▸ Provided material:
---

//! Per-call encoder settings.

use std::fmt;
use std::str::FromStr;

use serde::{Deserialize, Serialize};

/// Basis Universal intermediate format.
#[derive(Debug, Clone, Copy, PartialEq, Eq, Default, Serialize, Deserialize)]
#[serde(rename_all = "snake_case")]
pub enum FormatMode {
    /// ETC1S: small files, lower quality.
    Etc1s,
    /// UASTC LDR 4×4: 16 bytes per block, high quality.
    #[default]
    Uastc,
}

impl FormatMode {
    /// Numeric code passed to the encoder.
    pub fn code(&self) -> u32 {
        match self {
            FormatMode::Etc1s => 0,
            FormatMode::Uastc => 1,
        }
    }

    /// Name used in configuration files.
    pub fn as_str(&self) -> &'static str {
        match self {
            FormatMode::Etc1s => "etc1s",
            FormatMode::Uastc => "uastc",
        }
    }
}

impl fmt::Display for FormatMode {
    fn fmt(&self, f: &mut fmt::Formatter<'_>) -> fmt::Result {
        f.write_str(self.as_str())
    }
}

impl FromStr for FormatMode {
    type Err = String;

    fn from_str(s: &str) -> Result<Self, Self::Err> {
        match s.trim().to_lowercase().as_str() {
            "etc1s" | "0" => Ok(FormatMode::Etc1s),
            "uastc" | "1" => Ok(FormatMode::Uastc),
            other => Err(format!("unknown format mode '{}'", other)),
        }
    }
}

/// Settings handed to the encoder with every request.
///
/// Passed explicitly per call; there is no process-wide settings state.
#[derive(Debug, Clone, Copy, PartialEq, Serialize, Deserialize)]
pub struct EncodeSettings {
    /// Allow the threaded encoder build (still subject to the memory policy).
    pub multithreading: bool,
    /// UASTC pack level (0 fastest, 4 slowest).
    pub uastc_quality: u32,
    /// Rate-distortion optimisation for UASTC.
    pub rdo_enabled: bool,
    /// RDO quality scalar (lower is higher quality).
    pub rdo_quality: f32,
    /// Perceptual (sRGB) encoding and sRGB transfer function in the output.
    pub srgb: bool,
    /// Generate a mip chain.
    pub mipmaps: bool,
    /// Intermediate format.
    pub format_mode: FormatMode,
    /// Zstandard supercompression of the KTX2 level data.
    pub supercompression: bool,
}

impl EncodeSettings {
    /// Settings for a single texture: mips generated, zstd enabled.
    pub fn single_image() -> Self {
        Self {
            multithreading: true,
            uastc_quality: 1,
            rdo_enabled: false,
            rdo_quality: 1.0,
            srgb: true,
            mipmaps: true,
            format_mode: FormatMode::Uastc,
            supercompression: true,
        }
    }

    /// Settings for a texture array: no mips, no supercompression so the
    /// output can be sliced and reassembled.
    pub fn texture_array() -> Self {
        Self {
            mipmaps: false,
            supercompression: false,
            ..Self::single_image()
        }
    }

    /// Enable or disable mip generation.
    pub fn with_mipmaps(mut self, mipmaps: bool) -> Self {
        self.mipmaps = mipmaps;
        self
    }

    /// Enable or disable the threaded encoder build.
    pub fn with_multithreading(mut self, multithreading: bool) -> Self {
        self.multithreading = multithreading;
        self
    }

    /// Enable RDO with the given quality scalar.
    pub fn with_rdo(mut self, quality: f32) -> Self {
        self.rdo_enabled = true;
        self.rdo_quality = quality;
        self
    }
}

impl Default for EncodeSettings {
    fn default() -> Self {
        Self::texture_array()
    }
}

---

▸ Exercise objective: Make an exact transcription of the entries above.

▸ Solution to this problem:
//! Per-call encoder settings.

use std::fmt;
use std::str::FromStr;

use serde::{Deserialize, Serialize};

/// Basis Universal intermediate format.
#[derive(Debug, Clone, Copy, PartialEq, Eq, Default, Serialize, Deserialize)]
#[serde(rename_all = "snake_case")]
pub enum FormatMode {
    /// ETC1S: small files, lower quality.
    Etc1s,
    /// UASTC LDR 4×4: 16 bytes per block, high quality.
    #[default]
    Uastc,
}

impl FormatMode {
    /// Numeric code passed to the encoder.
    pub fn code(&self) -> u32 {
        match self {
            FormatMode::Etc1s => 0,
            FormatMode::Uastc => 1,
        }
    }

    /// Name used in configuration files.
    pub fn as_str(&self) -> &'static str {
        match self {
            FormatMode::Etc1s => "etc1s",
            FormatMode::Uastc => "uastc",
        }
    }
}

impl fmt::Display for FormatMode {
    fn fmt(&self, f: &mut fmt::Formatter<'_>) -> fmt::Result {
        f.write_str(self.as_str())
    }
}

impl FromStr for FormatMode {
    type Err = String;

    fn from_str(s: &str) -> Result<Self, Self::Err> {
        match s.trim().to_lowercase().as_str() {
            "etc1s" | "0" => Ok(FormatMode::Etc1s),
            "uastc" | "1" => Ok(FormatMode::Uastc),
            other => Err(format!("unknown format mode '{}'", other)),
        }
    }
}

/// Settings handed to the encoder with every request.
///
/// Passed explicitly per call; there is no process-wide settings state.
#[derive(Debug, Clone, Copy, PartialEq, Serialize, Deserialize)]
pub struct EncodeSettings {
    /// Allow the threaded encoder build (still subject to the memory policy).
    pub multithreading: bool,
    /// UASTC pack level (0 fastest, 4 slowest).
    pub uastc_quality: u32,
    /// Rate-distortion optimisation for UASTC.
    pub rdo_enabled: bool,
    /// RDO quality scalar (lower is higher quality).
    pub rdo_quality: f32,
    /// Perceptual (sRGB) encoding and sRGB transfer function in the output.
    pub srgb: bool,
    /// Generate a mip chain.
    pub mipmaps: bool,
    /// Intermediate format.
    pub format_mode: FormatMode,
    /// Zstandard supercompression of the KTX2 level data.
    pub supercompression: bool,
}

impl EncodeSettings {
    /// Settings for a single texture: mips generated, zstd enabled.
    pub fn single_image() -> Self {
        Self {
            multithreading: true,
            uastc_quality: 1,
            rdo_enabled: false,
            rdo_quality: 1.0,
            srgb: true,
            mipmaps: true,
            format_mode: FormatMode::Uastc,
            supercompression: true,
        }
    }

    /// Settings for a texture array: no mips, no supercompression so the
    /// output can be sliced and reassembled.
    pub fn texture_array() -> Self {
        Self {
            mipmaps: false,
            supercompression: false,
            ..Self::single_image()
        }
    }

    /// Enable or disable mip generation.
    pub fn with_mipmaps(mut self, mipmaps: bool) -> Self {
        self.mipmaps = mipmaps;
        self
    }

    /// Enable or disable the threaded encoder build.
    pub fn with_multithreading(mut self, multithreading: bool) -> Self {
        self.multithreading = multithreading;
        self
    }

    /// Enable RDO with the given quality scalar.
    pub fn with_rdo(mut self, quality: f32) -> Self {
        self.rdo_enabled = true;
        self.rdo_quality = quality;
        self
    }
}

impl Default for EncodeSettings {
    fn default() -> Self {
        Self::texture_array()
    }
}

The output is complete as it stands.